Protezione del patrimonio culturale nelle zone di conflitto [fr]

PROTEZIONE DEL PATRIMONIO CULTURALE NELLE ZONE DI CONFLITTO - APPROVAZIONE DA PARTE DEL CONSIGLIO DI SICUREZZA DELLE NAZIONI UNITE DELLA RISOLUZIONE 2347, PRESENTATA DALLA FRANCIA E DALL’ITALIA, SULLA PROTEZIONE DEL PATRIMONIO CULTURALE NELLE ZONE DI CONFLITTO

Audrey Azoulay, ministra della Cultura e della Comunicazione, ha presentato venerdì 24 marzo 2017 davanti al Consiglio di Sicurezza delle Nazioni Unite, a New York, il progetto di risoluzione, sostenuto dalla Francia e dall’Italia, sulla protezione del patrimonio culturale in situazioni di conflitto armato.

Per la prima volta, il Consiglio di Sicurezza, alla presenza della direttrice generale dell’UNESCO, ha approvato una risoluzione totalmente destinata alla protezione del patrimonio nelle zone di conflitto, senza limiti geografici e per tutti i tipi di minacce senza distinzione (distruzione, furto e saccheggio, traffico).

La distruzione del patrimonio culturale durante i conflitti armati mira ad annientare la memoria di popoli già straziati nei loro corpi. È ugualmente una sfida importante di sicurezza.

Sulla dimensione antiterroristica come sull’insieme degli altri aspetti che questa comprende, la risoluzione 2347 contiene raccomandazioni operative precise che migliorano concretamente il dispositivo internazionale di protezione del patrimonio.

È una tappa importante, che vede la comunità internazionale ricordare le sfide maggiori che si concentrano sulla protezione del patrimonio culturale, vero e proprio bene comune dell’umanità, che è compito della comunità internazionale proteggere.

Questa risoluzione si iscrive nel proseguimento della conferenza internazionale d’Abu Dhabi sulla protezione del patrimonio culturale in pericolo di dicembre 2016, organizzata, sotto l’egida del Presidente della Repubblica e la gestione di Jack Lang, dalla Francia e dagli Emirati arabi uniti. La risoluzione riprende così soprattutto i due principali sistemi operativi acquisiti dalla conferenza d’Abu Dhabi : la creazione di un fondo internazionale e l’organizzazione di una rete di rifugi per i beni culturali minacciati.

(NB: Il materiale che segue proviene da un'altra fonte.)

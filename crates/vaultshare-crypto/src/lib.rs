//! # vaultshare-crypto
//!
//! At-rest encryption primitives for VaultShare:
//!
//! - [`keys`]: per-file base keys, initialization vectors, and PBKDF2
//!   working-key derivation.
//! - [`hasher`]: bounded-memory SHA-256 content hashing.
//! - [`cipher`]: AES-256-CBC with PKCS7 padding, keyed by a working key
//!   derived from the base key and the IV of each encryption.
//!
//! Encrypted artifacts are raw ciphertext; keys and IVs travel as base64
//! strings and checksums as lowercase hex.

pub mod cipher;
pub mod error;
pub mod hasher;
pub mod keys;

pub use cipher::{Encrypted, decrypt, decrypt_encoded, encrypt};
pub use error::CryptoError;
pub use hasher::{ContentHasher, hash_bytes, hash_reader};
pub use keys::{EncryptionKey, InitVector, WorkingKey, derive_key};

/// Size of a base encryption key and of a derived working key, in bytes.
pub const KEY_SIZE: usize = 32;

/// AES block size and IV length, in bytes.
pub const BLOCK_SIZE: usize = 16;

/// PBKDF2-HMAC-SHA256 rounds used to derive a working key.
pub const PBKDF2_ROUNDS: u32 = 100_000;

/// Read buffer used by the content hasher.
pub const HASH_BLOCK_SIZE: usize = 4096;
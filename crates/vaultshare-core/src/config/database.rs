//! Metadata database configuration.

use serde::{Deserialize, Serialize};

/// Database connection pool configuration.
#[derive(Debug, Clone, Serialize, Deserialize)]
pub struct DatabaseConfig {
    /// SQLite connection URL (`sqlite://data/vaultshare.db` or `sqlite::memory:`).
    #[serde(default = "default_url")]
    pub url: String,
    /// Maximum number of connections in the pool.
    #[serde(default = "default_max_connections")]
    pub max_connections: u32,
    /// Minimum number of connections in the pool.
    #[serde(default = "default_min_connections")]
    pub min_connections: u32,
    /// Connection timeout in seconds.
    #[serde(default = "default_connect_timeout")]
    pub connect_timeout_seconds: u64,
    /// Idle connection timeout in seconds.
    #[serde(default = "default_idle_timeout")]
    pub idle_timeout_seconds: u64,
}

impl DatabaseConfig {
    /// Whether the URL points at a private in-memory database.
    pub fn is_in_memory(&self) -> bool {
        self.url.contains(":memory:") || self.url.contains("mode=memory")
    }
}

impl Default for DatabaseConfig {
    fn default() -> Self {
        Self {
            url: default_url(),
            max_connections: default_max_connections(),
            min_connections: default_min_connections(),
            connect_timeout_seconds: default_connect_timeout(),
            idle_timeout_seconds: default_idle_timeout(),
        }
    }
}

fn default_url() -> String {
    "sqlite://data/vaultshare.db".to_string()
}

fn default_max_connections() -> u32 {
    8
}

fn default_min_connections() -> u32 {
    1
}

fn default_connect_timeout() -> u64 {
    10
}

fn default_idle_timeout() -> u64 {
    300
}
//! File listing command.

use clap::Args;

use vaultshare_core::config::AppConfig;
use vaultshare_core::error::AppError;

use super::OwnerArg;
use crate::output::{self, OutputFormat};

/// Arguments for the list command
#[derive(Debug, Args)]
pub struct ListArgs {
    #[command(flatten)]
    pub owner: OwnerArg,

    /// Case-insensitive name search
    #[arg(short, long, conflicts_with = "recent")]
    pub search: Option<String>,

    /// Most recently touched files, optionally limited
    #[arg(long, num_args = 0..=1, default_missing_value = "10")]
    pub recent: Option<u32>,
}

/// Execute the list command
pub async fn execute(
    args: &ListArgs,
    config: &AppConfig,
    format: OutputFormat,
) -> Result<(), AppError> {
    let services = super::build_services(config).await?;
    let ctx = args.owner.context();

    let files = if let Some(query) = &args.search {
        services.files.search_files(&ctx, query).await?
    } else if let Some(limit) = args.recent {
        services.files.recent_files(&ctx, Some(limit)).await?
    } else {
        services.files.list_files(&ctx).await?
    };

    output::print_files(&files, format);
    Ok(())
}
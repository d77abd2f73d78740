//! File name sanitization.

use vaultshare_core::error::AppError;
use vaultshare_core::result::AppResult;

/// Longest display name accepted, in bytes.
pub const MAX_NAME_LENGTH: usize = 255;

/// Reduce a caller-supplied name to alphanumerics, `.`, `_`, `-`, and
/// spaces, trimmed.
///
/// Fails with `InvalidRequest` when nothing usable remains, the result
/// is only dots, or it is longer than [`MAX_NAME_LENGTH`] bytes.
pub fn sanitize_filename(name: &str) -> AppResult<String> {
    let kept: String = name
        .chars()
        .filter(|c| c.is_alphanumeric() || matches!(c, '.' | '_' | '-' | ' '))
        .collect();
    let trimmed = kept.trim();
    if trimmed.is_empty() || trimmed.chars().all(|c| c == '.') {
        return Err(AppError::invalid_request(format!(
            "Invalid file name: {name:?}"
        )));
    }
    if trimmed.len() > MAX_NAME_LENGTH {
        return Err(AppError::invalid_request(format!(
            "File name is {} bytes, the limit is {MAX_NAME_LENGTH}",
            trimmed.len()
        )));
    }
    Ok(trimmed.to_string())
}

/// Name given to a copy of `name`, cut back to [`MAX_NAME_LENGTH`] bytes.
pub fn copy_name(name: &str) -> AppResult<String> {
    let mut copied = format!("Copy of {name}");
    if copied.len() > MAX_NAME_LENGTH {
        let mut end = MAX_NAME_LENGTH;
        while !copied.is_char_boundary(end) {
            end -= 1;
        }
        copied.truncate(end);
    }
    sanitize_filename(&copied)
}
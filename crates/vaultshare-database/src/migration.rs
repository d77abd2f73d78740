//! Schema migrations embedded from the workspace `migrations/` directory.

use sqlx::SqlitePool;
use tracing::info;

use vaultshare_core::error::{AppError, ErrorKind};

/// Bring the schema for files, chunks, and versions up to date. Safe to run
/// on every start; applied migrations are skipped.
pub async fn run_migrations(pool: &SqlitePool) -> Result<(), AppError> {
    let migrator = sqlx::migrate!("../../migrations");
    let known = migrator.iter().count();

    migrator.run(pool).await.map_err(|e| {
        AppError::with_source(ErrorKind::Database, format!("Migration failed: {e}"), e)
    })?;

    info!(migrations = known, "Schema up to date");
    Ok(())
}
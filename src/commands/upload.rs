//! File upload command.

use std::path::PathBuf;

use bytes::Bytes;
use clap::Args;

use vaultshare_core::config::AppConfig;
use vaultshare_core::error::AppError;
use vaultshare_entity::file::FileMetadata;
use vaultshare_service::InitializeUpload;

use super::OwnerArg;
use crate::output::{self, OutputFormat};

/// Arguments for the upload command
#[derive(Debug, Args)]
pub struct UploadArgs {
    /// Path to the file to upload
    pub path: PathBuf,

    #[command(flatten)]
    pub owner: OwnerArg,

    /// Override file name
    #[arg(short, long)]
    pub name: Option<String>,

    /// Override the MIME type guessed from the file name
    #[arg(long)]
    pub mime_type: Option<String>,

    /// Chunk size in bytes (defaults to the configured hint)
    #[arg(long)]
    pub chunk_size: Option<usize>,

    /// File description
    #[arg(long)]
    pub description: Option<String>,

    /// Tags (repeatable)
    #[arg(long = "tag")]
    pub tags: Vec<String>,
}

/// Execute the upload command
pub async fn execute(
    args: &UploadArgs,
    config: &AppConfig,
    format: OutputFormat,
) -> Result<(), AppError> {
    let content = tokio::fs::read(&args.path).await.map_err(|e| {
        AppError::with_source(
            vaultshare_core::ErrorKind::NotFound,
            format!("Failed to read {}", args.path.display()),
            e,
        )
    })?;

    let name = match &args.name {
        Some(name) => name.clone(),
        None => args
            .path
            .file_name()
            .and_then(|n| n.to_str())
            .map(str::to_string)
            .ok_or_else(|| AppError::invalid_request("Cannot derive a file name from the path"))?,
    };
    let mime_type = args.mime_type.clone().unwrap_or_else(|| {
        mime_guess::from_path(&name)
            .first_or_octet_stream()
            .essence_str()
            .to_string()
    });

    let services = super::build_services(config).await?;
    let ctx = args.owner.context();
    let chunk_size = match args.chunk_size {
        Some(size) => size,
        None => usize::try_from(services.upload.chunk_size_hint())
            .map_err(|_| AppError::configuration("upload.chunk_size_bytes is out of range"))?,
    }
    .max(1);

    let file = services
        .upload
        .initialize(
            &ctx,
            InitializeUpload {
                name,
                mime_type,
                size_bytes: content.len() as u64,
                metadata: FileMetadata {
                    description: args.description.clone(),
                    tags: args.tags.clone(),
                    ..FileMetadata::default()
                },
            },
        )
        .await?;

    let content = Bytes::from(content);
    let mut offset = 0;
    let mut chunk_number = 0;
    while offset < content.len() {
        let end = (offset + chunk_size).min(content.len());
        services
            .upload
            .upload_chunk(&ctx, file.id, chunk_number, content.slice(offset..end))
            .await?;
        offset = end;
        chunk_number += 1;
    }

    let file = services.upload.complete(&ctx, file.id).await?;
    if format == OutputFormat::Table {
        output::print_success(&format!(
            "Uploaded '{}' in {} chunk(s)",
            file.name, chunk_number
        ));
    }
    output::print_file(&file, format);
    Ok(())
}
//! Database migration command.

use clap::Args;

use vaultshare_core::config::AppConfig;
use vaultshare_core::error::AppError;
use vaultshare_database::DatabasePool;
use vaultshare_database::migration::run_migrations;

use crate::output;

/// Arguments for the migrate command
#[derive(Debug, Args)]
pub struct MigrateArgs {
    /// Only check that the database is reachable
    #[arg(long)]
    pub check: bool,
}

/// Execute the migrate command
pub async fn execute(args: &MigrateArgs, config: &AppConfig) -> Result<(), AppError> {
    let db = DatabasePool::connect(&config.database).await?;

    if args.check {
        db.health_check().await?;
        output::print_success("Database is reachable.");
    } else {
        println!("Running database migrations...");
        run_migrations(db.pool()).await?;
        output::print_success("All migrations applied successfully.");
    }

    db.close().await;
    Ok(())
}
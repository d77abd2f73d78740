//! Key material: per-file base keys, IVs, and PBKDF2 working keys.
//!
//! A file's stored [`EncryptionKey`] is never fed to the block cipher
//! directly. Each encryption draws a fresh [`InitVector`] and derives a
//! [`WorkingKey`] from `(base key, iv)`, so decrypting needs both stored
//! values.

use base64::Engine;
use base64::engine::general_purpose::STANDARD;
use pbkdf2::pbkdf2_hmac;
use rand::RngCore;
use sha2::Sha256;
use zeroize::Zeroize;

use crate::error::CryptoError;
use crate::{BLOCK_SIZE, KEY_SIZE, PBKDF2_ROUNDS};

/// A per-file 256-bit base key. Zeroized on drop.
#[derive(Clone, PartialEq, Eq)]
pub struct EncryptionKey {
    bytes: [u8; KEY_SIZE],
}

impl EncryptionKey {
    /// Generate a random key from the OS-seeded CSPRNG.
    pub fn generate() -> Self {
        let mut bytes = [0u8; KEY_SIZE];
        rand::thread_rng().fill_bytes(&mut bytes);
        Self { bytes }
    }

    pub fn from_bytes(bytes: [u8; KEY_SIZE]) -> Self {
        Self { bytes }
    }

    pub fn as_bytes(&self) -> &[u8; KEY_SIZE] {
        &self.bytes
    }

    /// Base64 form persisted on file and version records.
    pub fn to_encoded(&self) -> String {
        STANDARD.encode(self.bytes)
    }

    /// Parse a stored base64 key.
    pub fn from_encoded(encoded: &str) -> Result<Self, CryptoError> {
        let mut decoded = STANDARD
            .decode(encoded.trim())
            .map_err(|_| CryptoError::MalformedKey)?;
        let result = <[u8; KEY_SIZE]>::try_from(decoded.as_slice())
            .map(Self::from_bytes)
            .map_err(|_| CryptoError::MalformedKey);
        decoded.zeroize();
        result
    }
}

impl Drop for EncryptionKey {
    fn drop(&mut self) {
        self.bytes.zeroize();
    }
}

impl std::fmt::Debug for EncryptionKey {
    fn fmt(&self, f: &mut std::fmt::Formatter<'_>) -> std::fmt::Result {
        f.debug_struct("EncryptionKey")
            .field("bytes", &"[REDACTED]")
            .finish()
    }
}

/// A 128-bit CBC initialization vector. Not secret, but unique per
/// encryption.
#[derive(Clone, Copy, PartialEq, Eq)]
pub struct InitVector {
    bytes: [u8; BLOCK_SIZE],
}

impl InitVector {
    /// Draw a fresh random IV.
    pub fn generate() -> Self {
        let mut bytes = [0u8; BLOCK_SIZE];
        rand::thread_rng().fill_bytes(&mut bytes);
        Self { bytes }
    }

    pub fn from_bytes(bytes: [u8; BLOCK_SIZE]) -> Self {
        Self { bytes }
    }

    pub fn as_bytes(&self) -> &[u8; BLOCK_SIZE] {
        &self.bytes
    }

    pub fn to_encoded(&self) -> String {
        STANDARD.encode(self.bytes)
    }

    pub fn from_encoded(encoded: &str) -> Result<Self, CryptoError> {
        let decoded = STANDARD
            .decode(encoded.trim())
            .map_err(|_| CryptoError::MalformedIv)?;
        <[u8; BLOCK_SIZE]>::try_from(decoded.as_slice())
            .map(Self::from_bytes)
            .map_err(|_| CryptoError::MalformedIv)
    }
}

impl std::fmt::Debug for InitVector {
    fn fmt(&self, f: &mut std::fmt::Formatter<'_>) -> std::fmt::Result {
        write!(f, "InitVector({})", self.to_encoded())
    }
}

/// The key actually handed to AES. Zeroized on drop.
pub struct WorkingKey {
    bytes: [u8; KEY_SIZE],
}

impl WorkingKey {
    pub fn as_bytes(&self) -> &[u8; KEY_SIZE] {
        &self.bytes
    }
}

impl Drop for WorkingKey {
    fn drop(&mut self) {
        self.bytes.zeroize();
    }
}

impl std::fmt::Debug for WorkingKey {
    fn fmt(&self, f: &mut std::fmt::Formatter<'_>) -> std::fmt::Result {
        f.debug_struct("WorkingKey")
            .field("bytes", &"[REDACTED]")
            .finish()
    }
}

/// Derive a working key with PBKDF2-HMAC-SHA256 (100,000 rounds, 32 bytes).
///
/// Deterministic in `(secret, salt)`; callers pass the IV of the
/// encryption as the salt.
pub fn derive_key(secret: &[u8], salt: &[u8]) -> WorkingKey {
    let mut bytes = [0u8; KEY_SIZE];
    pbkdf2_hmac::<Sha256>(secret, salt, PBKDF2_ROUNDS, &mut bytes);
    WorkingKey { bytes }
}
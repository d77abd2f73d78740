//! Convenience result type alias for VaultShare.

use crate::error::AppError;

/// A specialized `Result` type for VaultShare operations.
pub type AppResult<T> = Result<T, AppError>;
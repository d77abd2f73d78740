//! Typed identifiers.
//!
//! Files, chunks, versions, owners and requests are all UUIDs; each gets its
//! own type so they cannot be swapped at a call site. With the `sqlx`
//! feature the ids bind and decode as SQLite BLOB columns.

use std::fmt;
use std::str::FromStr;

use serde::{Deserialize, Serialize};
use uuid::Uuid;

macro_rules! define_id {
    (
        $(#[$meta:meta])*
        $name:ident
    ) => {
        $(#[$meta])*
        #[derive(Debug, Clone, Copy, PartialEq, Eq, Hash, Serialize, Deserialize)]
        #[serde(transparent)]
        pub struct $name(pub Uuid);

        impl $name {
            /// A fresh random (v4) id.
            pub fn new() -> Self {
                Self(Uuid::new_v4())
            }
        }

        impl Default for $name {
            fn default() -> Self {
                Self::new()
            }
        }

        impl fmt::Display for $name {
            fn fmt(&self, f: &mut fmt::Formatter<'_>) -> fmt::Result {
                fmt::Display::fmt(&self.0, f)
            }
        }

        impl FromStr for $name {
            type Err = uuid::Error;

            fn from_str(s: &str) -> Result<Self, Self::Err> {
                s.parse().map(Self)
            }
        }

        #[cfg(feature = "sqlx")]
        impl sqlx::Type<sqlx::Sqlite> for $name {
            fn type_info() -> sqlx::sqlite::SqliteTypeInfo {
                <Uuid as sqlx::Type<sqlx::Sqlite>>::type_info()
            }

            fn compatible(ty: &sqlx::sqlite::SqliteTypeInfo) -> bool {
                <Uuid as sqlx::Type<sqlx::Sqlite>>::compatible(ty)
            }
        }

        #[cfg(feature = "sqlx")]
        impl<'q> sqlx::Encode<'q, sqlx::Sqlite> for $name {
            fn encode_by_ref(
                &self,
                buf: &mut <sqlx::Sqlite as sqlx::Database>::ArgumentBuffer<'q>,
            ) -> Result<sqlx::encode::IsNull, sqlx::error::BoxDynError> {
                <Uuid as sqlx::Encode<'q, sqlx::Sqlite>>::encode_by_ref(&self.0, buf)
            }
        }

        #[cfg(feature = "sqlx")]
        impl<'r> sqlx::Decode<'r, sqlx::Sqlite> for $name {
            fn decode(
                value: <sqlx::Sqlite as sqlx::Database>::ValueRef<'r>,
            ) -> Result<Self, sqlx::error::BoxDynError> {
                <Uuid as sqlx::Decode<'r, sqlx::Sqlite>>::decode(value).map(Self)
            }
        }
    };
}

define_id!(
    /// A file owner; every file operation acts as one.
    UserId
);

define_id!(
    /// A file record.
    FileId
);

define_id!(
    /// A staged upload chunk.
    ChunkId
);

define_id!(
    /// One immutable version of a file.
    FileVersionId
);

define_id!(
    /// Ties together the log lines of one call.
    RequestId
);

L’approvazione all’unanimità di questo testo fondatore testimonia la mobilitazione della comunità internazionale al più alto livello, associando in particolare l’UNESCO e numerosi Stati tra cui l’Italia, co-autrice con la Francia della risoluzione approvata oggi, e gli Emirati arabi uniti.

La riunione del Consiglio di Sicurezza precede di qualche giorno la riunione dei ministri della Cultura dei paesi del G7 che avrà luogo, su invito dell’Italia, a Firenze il 30 e 31 marzo prossimi, e che metterà anche in luce la necessità di proteggere il patrimonio nelle situazioni di conflitto al fine di preservare e tramandare la storia e la memoria dell’umanità.